### YOUR ASSIGNMENT
Restrict the output to the lines below starting at the one that contains "time_zone, offset_minutes, iso)" and ending at the one that contains "pub(crate) fn values_for(&self, calendar: Calendar)", and restate them word for word, both ends included.

### EXERCISE MATERIALS
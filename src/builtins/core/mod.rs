//! The core date time, duration and time zone types.
//!
//! Operations that need time zone data take a provider argument and carry
//! a `_with_provider` suffix.

pub mod calendar;
pub mod timezone;

mod datetime;
mod duration;
mod now;

#[doc(inline)]
pub use calendar::{Calendar, CalendarFields};
#[doc(inline)]
pub use datetime::DateTime;
#[doc(inline)]
pub use duration::{Duration, PartialDuration};
#[doc(inline)]
pub use now::Now;
#[doc(inline)]
pub use timezone::TimeZone;
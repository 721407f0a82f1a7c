//! This module implements `TemporalError`.

use alloc::borrow::Cow;
use alloc::format;
use core::fmt;

use calendrical_provider::TimeZoneProviderError;

/// The kind of a [`TemporalError`].
#[derive(Debug, Default, Clone, Copy, PartialEq, Eq)]
pub enum ErrorKind {
    /// A general error.
    #[default]
    Generic,
    /// An invalid argument, e.g. a non-finite timestamp.
    Type,
    /// A calendar or time field outside of its valid range.
    Range,
    /// An unrecognized unit name.
    Unit,
    /// A time zone specifier that could not be parsed or resolved.
    TimeZone,
    /// An instant outside of the representable range.
    Instant,
    /// An internal invariant did not hold.
    Assert,
}

impl fmt::Display for ErrorKind {
    fn fmt(&self, f: &mut fmt::Formatter<'_>) -> fmt::Result {
        match self {
            Self::Generic => "Error",
            Self::Type => "TypeError",
            Self::Range => "RangeError",
            Self::Unit => "InvalidUnitError",
            Self::TimeZone => "InvalidZoneError",
            Self::Instant => "InstantRangeError",
            Self::Assert => "ImplementationError",
        }
        .fmt(f)
    }
}

/// The error type for `calendrical`.
#[derive(Debug, Clone, PartialEq, Eq)]
pub struct TemporalError {
    kind: ErrorKind,
    msg: Cow<'static, str>,
    field: Option<(&'static str, i64)>,
}

impl TemporalError {
    const fn new(kind: ErrorKind) -> Self {
        Self {
            kind,
            msg: Cow::Borrowed(""),
            field: None,
        }
    }

    /// Create a generic error with a message.
    #[must_use]
    pub fn general<S>(msg: S) -> Self
    where
        S: Into<Cow<'static, str>>,
    {
        Self::new(ErrorKind::Generic).with_message(msg)
    }

    /// Create a range error.
    #[must_use]
    pub const fn range() -> Self {
        Self::new(ErrorKind::Range)
    }

    /// Create a type error, used for invalid arguments.
    #[must_use]
    pub const fn r#type() -> Self {
        Self::new(ErrorKind::Type)
    }

    /// Create an invalid unit error.
    #[must_use]
    pub const fn unit() -> Self {
        Self::new(ErrorKind::Unit)
    }

    /// Create an invalid time zone error.
    #[must_use]
    pub const fn time_zone() -> Self {
        Self::new(ErrorKind::TimeZone)
    }

    /// Create an instant out of range error.
    #[must_use]
    pub const fn instant() -> Self {
        Self::new(ErrorKind::Instant)
    }

    /// Create an assertion error.
    #[must_use]
    pub const fn assert() -> Self {
        Self::new(ErrorKind::Assert)
    }

    /// Create a range error for a field holding an invalid value.
    #[must_use]
    pub fn field_out_of_range(field: &'static str, value: i64) -> Self {
        Self {
            kind: ErrorKind::Range,
            msg: Cow::Owned(format!("{value} is out of range for {field}")),
            field: Some((field, value)),
        }
    }

    /// Add a message to the error.
    #[must_use]
    pub fn with_message<S>(mut self, msg: S) -> Self
    where
        S: Into<Cow<'static, str>>,
    {
        self.msg = msg.into();
        self
    }

    /// Returns this error's kind.
    #[inline]
    #[must_use]
    pub const fn kind(&self) -> ErrorKind {
        self.kind
    }

    /// Returns the error message.
    #[inline]
    #[must_use]
    pub fn message(&self) -> &str {
        &self.msg
    }

    /// Returns the offending field name and value of an out of range error.
    #[inline]
    #[must_use]
    pub const fn field(&self) -> Option<(&'static str, i64)> {
        self.field
    }

    /// Extracts the error message.
    #[inline]
    #[must_use]
    pub fn into_message(self) -> Cow<'static, str> {
        self.msg
    }
}

impl fmt::Display for TemporalError {
    fn fmt(&self, f: &mut fmt::Formatter<'_>) -> fmt::Result {
        write!(f, "{}", self.kind)?;

        let msg = self.msg.trim();
        if !msg.is_empty() {
            write!(f, ": {msg}")?;
        }

        Ok(())
    }
}

impl core::error::Error for TemporalError {}

impl From<TimeZoneProviderError> for TemporalError {
    fn from(value: TimeZoneProviderError) -> Self {
        match value {
            TimeZoneProviderError::Range(msg) => TemporalError::time_zone().with_message(msg),
            TimeZoneProviderError::Assert(msg) => TemporalError::assert().with_message(msg),
            TimeZoneProviderError::Misc(msg) => TemporalError::general(msg),
        }
    }
}
// ==== Private API ====

impl DateTime {
    /// Creates a `DateTime` from an instant and the offset in effect at it.
    #[inline]
    pub(crate) fn new_unchecked(
        epoch_milliseconds: i64,
        time_zone: TimeZone,
        offset_minutes: i32,
    ) -> Self {
        let iso = IsoDateTime::from_epoch_milliseconds(epoch_milliseconds, offset_minutes);
        Self::from_parts(epoch_milliseconds, time_zone, offset_minutes, iso)
    }

    fn from_parts(
        epoch_milliseconds: i64,
        time_zone: TimeZone,
        offset_minutes: i32,
        iso: IsoDateTime,
    ) -> Self {
        Self {
            epoch_milliseconds,
            time_zone,
            offset_minutes,
            iso,
            iso_week: OnceCell::new(),
            ordinal: OnceCell::new(),
        }
    }

    /// Creates a `DateTime` from milliseconds since the local epoch,
    /// resolving the instant with `offset_guess` as the first probe.
    pub(crate) fn from_local_with_provider(
        local_milliseconds: i64,
        offset_guess: i32,
        time_zone: TimeZone,
        provider: &impl TimeZoneProvider,
    ) -> TemporalResult<Self> {
        let ResolvedLocalTime {
            epoch_milliseconds,
            offset_minutes,
            adjusted,
        } = time_zone.resolve_local_with_provider(local_milliseconds, offset_guess, provider)?;
        iso::check_epoch_milliseconds(epoch_milliseconds)?;

        // Local times inside a gap no longer match the requested fields.
        let iso = if adjusted {
            IsoDateTime::from_epoch_milliseconds(epoch_milliseconds, offset_minutes)
        } else {
            IsoDateTime::from_local_milliseconds(local_milliseconds)
        };
        Ok(Self::from_parts(
            epoch_milliseconds,
            time_zone,
            offset_minutes,
            iso,
        ))
    }

    /// Returns the fields of `calendar` followed by the time of day.
    pub(crate) fn values_for(&self, calendar: Calendar) -> DateTimeValues {
        let time = self.iso.time;
        fields::date_time_values(
            &self.calendar_fields(calendar),
            [
                time.hour.into(),
                time.minute.into(),
                time.second.into(),
                time.millisecond.into(),
            ],
        )
    }

    /// Overlays `partial` onto this date time, lets `adjust` amend the
    /// merged values, and resolves the result with the current offset.
    pub(crate) fn set_with_adjust(
        &self,
        partial: &PartialDateTime,
        adjust: impl FnOnce(&mut DateTimeValues),
        provider: &impl TimeZoneProvider,
    ) -> TemporalResult<Self> {
        let calendar = partial.calendar();
        let mut values = partial.overlay(&self.values_for(calendar));
        adjust(&mut values);
        let resolved = ResolvedFields::validate(calendar, &values)?;
        Self::from_local_with_provider(
            resolved.to_local_milliseconds(),
            self.offset_minutes,
            self.time_zone.clone(),
            provider,
        )
    }
}
//! The `TimeZoneProvider` trait.

use alloc::borrow::Cow;

use crate::TimeZoneProviderError;

pub(crate) type TimeZoneProviderResult<T> = Result<T, TimeZoneProviderError>;

/// `UtcOffsetSeconds` represents the amount of seconds we need to add to the UTC to reach the local time.
#[derive(Debug, Clone, Copy, PartialEq, Eq, PartialOrd, Ord, Default)]
pub struct UtcOffsetSeconds(pub i64);

impl UtcOffsetSeconds {
    /// The offset in whole minutes, truncated toward zero.
    #[inline]
    pub fn as_minutes(self) -> i64 {
        self.0 / 60
    }
}

#[cfg(feature = "tzif")]
use tzif::data::{posix::TimeZoneVariantInfo, tzif::LocalTimeTypeRecord};

#[cfg(feature = "tzif")]
impl From<&TimeZoneVariantInfo> for UtcOffsetSeconds {
    fn from(value: &TimeZoneVariantInfo) -> Self {
        // The POSIX tz string stores offsets as negative offsets;
        // i.e. "seconds that must be added to reach UTC"
        Self(-value.offset.0)
    }
}

#[cfg(feature = "tzif")]
impl From<LocalTimeTypeRecord> for UtcOffsetSeconds {
    fn from(value: LocalTimeTypeRecord) -> Self {
        Self(value.utoff.0)
    }
}

/// The `TimeZoneProvider` trait provides methods required for a provider
/// to implement in order to source time zone data from that provider.
pub trait TimeZoneProvider {
    /// Returns the canonical casing of a time zone identifier, or a range
    /// error when the identifier is unknown.
    fn normalize_identifier(&self, ident: &'_ [u8]) -> Result<Cow<'_, str>, TimeZoneProviderError>;

    /// Returns the UTC offset of `identifier` at `epoch_seconds`.
    fn get_named_tz_offset_seconds(
        &self,
        identifier: &str,
        epoch_seconds: i64,
    ) -> Result<UtcOffsetSeconds, TimeZoneProviderError>;
}

impl<P: TimeZoneProvider + ?Sized> TimeZoneProvider for &P {
    fn normalize_identifier(&self, ident: &'_ [u8]) -> TimeZoneProviderResult<Cow<'_, str>> {
        (**self).normalize_identifier(ident)
    }

    fn get_named_tz_offset_seconds(
        &self,
        identifier: &str,
        epoch_seconds: i64,
    ) -> TimeZoneProviderResult<UtcOffsetSeconds> {
        (**self).get_named_tz_offset_seconds(identifier, epoch_seconds)
    }
}

/// A provider without any named time zones.
///
/// Useful for callers that only deal in fixed offsets.
#[derive(Debug, Default, Clone, Copy)]
pub struct NeverProvider;

impl TimeZoneProvider for NeverProvider {
    fn normalize_identifier(&self, _ident: &'_ [u8]) -> TimeZoneProviderResult<Cow<'_, str>> {
        Err(TimeZoneProviderError::Range(
            "NeverProvider does not support named time zones.".into(),
        ))
    }

    fn get_named_tz_offset_seconds(
        &self,
        _: &str,
        _: i64,
    ) -> TimeZoneProviderResult<UtcOffsetSeconds> {
        Err(TimeZoneProviderError::Range(
            "NeverProvider does not support named time zones.".into(),
        ))
    }
}

#[cfg(test)]
mod tests {
    use super::*;

    #[test]
    fn offset_minutes_truncate() {
        assert_eq!(UtcOffsetSeconds(-18_000).as_minutes(), -300);
        // Local mean time of New York.
        assert_eq!(UtcOffsetSeconds(-17_762).as_minutes(), -296);
        assert_eq!(UtcOffsetSeconds(19_800).as_minutes(), 330);
    }

    #[test]
    fn never_provider_rejects() {
        assert!(NeverProvider.normalize_identifier(b"UTC").is_err());
        assert!(matches!(
            NeverProvider.get_named_tz_offset_seconds("UTC", 0),
            Err(TimeZoneProviderError::Range(_))
        ));
    }
}
use serde::{Deserialize, Serialize};

/// Bytes of one downloaded source file.
#[derive(Debug, Clone, PartialEq, Eq)]
pub struct RawFilePayload {
    pub file_id: String,
    pub file_name: String,
    pub bytes: Vec<u8>,
}

/// CSV text with malformed rows removed.
#[derive(Debug, Clone, PartialEq, Eq)]
pub struct SanitizedPayload {
    pub text: String,
    pub header: Vec<String>,
    pub kept_rows: usize,
    pub dropped_rows: usize,
}

#[derive(Debug, Clone, PartialEq, Eq, Serialize, Deserialize)]
pub struct StagedObject {
    pub bucket: String,
    pub path: String,
    pub size_bytes: u64,
}

/// Object name of `file_name` inside a staging folder.
pub fn staged_object_path(folder: &str, file_name: &str) -> String {
    format!("{}/{}", folder.trim_end_matches('/'), file_name)
}

impl StagedObject {
    pub fn gs_uri(&self) -> String {
        Self::uri_for(&self.bucket, &self.path)
    }

    pub fn uri_for(bucket: &str, path: &str) -> String {
        format!("gs://{}/{}", bucket, path)
    }
}

#[derive(Debug, Clone, PartialEq, Eq, Serialize, Deserialize)]
pub struct LoadOutcome {
    pub job_id: String,
    pub output_rows: Option<u64>,
}

/// OAuth2 service account key as stored in Secret Manager.
#[derive(Clone, Deserialize)]
pub struct ServiceAccountKey {
    pub client_email: String,
    pub private_key: String,
    #[serde(default)]
    pub private_key_id: Option<String>,
    #[serde(default = "default_token_uri")]
    pub token_uri: String,
}

fn default_token_uri() -> String {
    "https://oauth2.googleapis.com/token".to_string()
}

impl std::fmt::Debug for ServiceAccountKey {
    fn fmt(&self, f: &mut std::fmt::Formatter<'_>) -> std::fmt::Result {
        f.debug_struct("ServiceAccountKey")
            .field("client_email", &self.client_email)
            .field("private_key_id", &self.private_key_id)
            .field("token_uri", &self.token_uri)
            .finish_non_exhaustive()
    }
}

#[derive(Clone, PartialEq, Eq)]
pub struct AccessToken {
    pub token: String,
    /// Seconds until expiry as reported by the issuer, if any.
    pub expires_in: Option<u64>,
}

impl std::fmt::Debug for AccessToken {
    fn fmt(&self, f: &mut std::fmt::Formatter<'_>) -> std::fmt::Result {
        f.debug_struct("AccessToken")
            .field("token", &"<redacted>")
            .field("expires_in", &self.expires_in)
            .finish()
    }
}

### TASK OUTPUT
        Self::from_parts(epoch_milliseconds, time_zone, offset_minutes, iso)
    }

    fn from_parts(
        epoch_milliseconds: i64,
        time_zone: TimeZone,
        offset_minutes: i32,
        iso: IsoDateTime,
    ) -> Self {
        Self {
            epoch_milliseconds,
            time_zone,
            offset_minutes,
            iso,
            iso_week: OnceCell::new(),
            ordinal: OnceCell::new(),
        }
    }

    /// Creates a `DateTime` from milliseconds since the local epoch,
    /// resolving the instant with `offset_guess` as the first probe.
    pub(crate) fn from_local_with_provider(
        local_milliseconds: i64,
        offset_guess: i32,
        time_zone: TimeZone,
        provider: &impl TimeZoneProvider,
    ) -> TemporalResult<Self> {
        let ResolvedLocalTime {
            epoch_milliseconds,
            offset_minutes,
            adjusted,
        } = time_zone.resolve_local_with_provider(local_milliseconds, offset_guess, provider)?;
        iso::check_epoch_milliseconds(epoch_milliseconds)?;

        // Local times inside a gap no longer match the requested fields.
        let iso = if adjusted {
            IsoDateTime::from_epoch_milliseconds(epoch_milliseconds, offset_minutes)
        } else {
            IsoDateTime::from_local_milliseconds(local_milliseconds)
        };
        Ok(Self::from_parts(
            epoch_milliseconds,
            time_zone,
            offset_minutes,
            iso,
        ))
    }

    /// Returns the fields of `calendar` followed by the time of day.
    pub(crate) fn values_for(&self, calendar: Calendar) -> DateTimeValues {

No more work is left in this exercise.